In the recently decided case Blanchet v. Charter Communications, the federal Sixth Circuit Court of Appeals ruled that the trial court erred in granting summary judgment in favor of Charter, Ms. Blanchet’s former employer. Upon developing postpartum depression following the birth of her baby, Ms. Blanchet asked Charter’s third-party leave administrator for an accommodation of additional leave under the Family and Medical Leave Act (“FMLA”). Although Ms. Blanchet’s request (for leave of an indefinite duration) was not formally granted, she received certain assurances from the leave administrator upon which she relied in continuing her psychiatric course of care. To Ms. Blanchet’s surprise, her employment was later terminated.
In considering the employee’s appeal, the Court of Appeals found it significant that Charter failed to engage in the interactive process.

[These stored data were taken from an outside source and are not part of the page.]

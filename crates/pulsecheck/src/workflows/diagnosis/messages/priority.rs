use super::super::domain::{AnswerSheet, AnswerValue, DiagnosisResult};
use super::super::questionnaire::Questionnaire;
use super::rules::{ConditionField, MessageRule};

const QUESTION_DEFICIT_WEIGHT: f64 = 3.0;
const AXIS_DEFICIT_WEIGHT: f64 = 0.1;

/// Boost a rule's configured priority by how far below target the answers
/// behind its question conditions actually are. Rules without question
/// conditions keep their base priority.
pub(crate) fn adjusted_priority(
    rule: &MessageRule,
    result: &DiagnosisResult,
    sheet: &AnswerSheet,
    questionnaire: &Questionnaire,
) -> f64 {
    let mut question_deficit = 0.0;
    let mut axis_deficit = 0.0;
    let mut question_conditions = 0usize;

    for condition in &rule.conditions.conditions {
        if let ConditionField::Question(question) = condition.field {
            question_deficit += f64::from(AnswerValue::MAX_POINTS - sheet.points(question));
            let axis = questionnaire.axis_for(question);
            axis_deficit += f64::from(100 - result.normalized_scores.get(axis));
            question_conditions += 1;
        }
    }

    if question_conditions == 0 {
        return rule.base_priority;
    }

    let count = question_conditions as f64;
    rule.base_priority
        + QUESTION_DEFICIT_WEIGHT * (question_deficit / count)
        + AXIS_DEFICIT_WEIGHT * (axis_deficit / count)
}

The Court of Appeals noted that “both parties have a duty to participate in good faith” and that an employer “is not participating in good faith if it determines what accommodation it is willing to offer before ever speaking with the employee.” The Court further noted that “Charter never spoke directly with Blanchet, decided to fire her before even telling her that the accommodation was unreasonable, and led Blanchet to believe that her accommodation would be approved.” Accordingly, the Court would not allow Charter to “argue that Blanchet’s proposed accommodation was unreasonable.”
Blanchet underscores the importance of engaging in the interactive process in good faith, while simultaneously demonstrating the risk of an employer’s blind reliance on a third-party leave administrator. Note, too, that although leave of an indefinite nature may not be a reasonable accommodation, even an unreasonable request can trigger the employer’s duty to engage in the interactive process.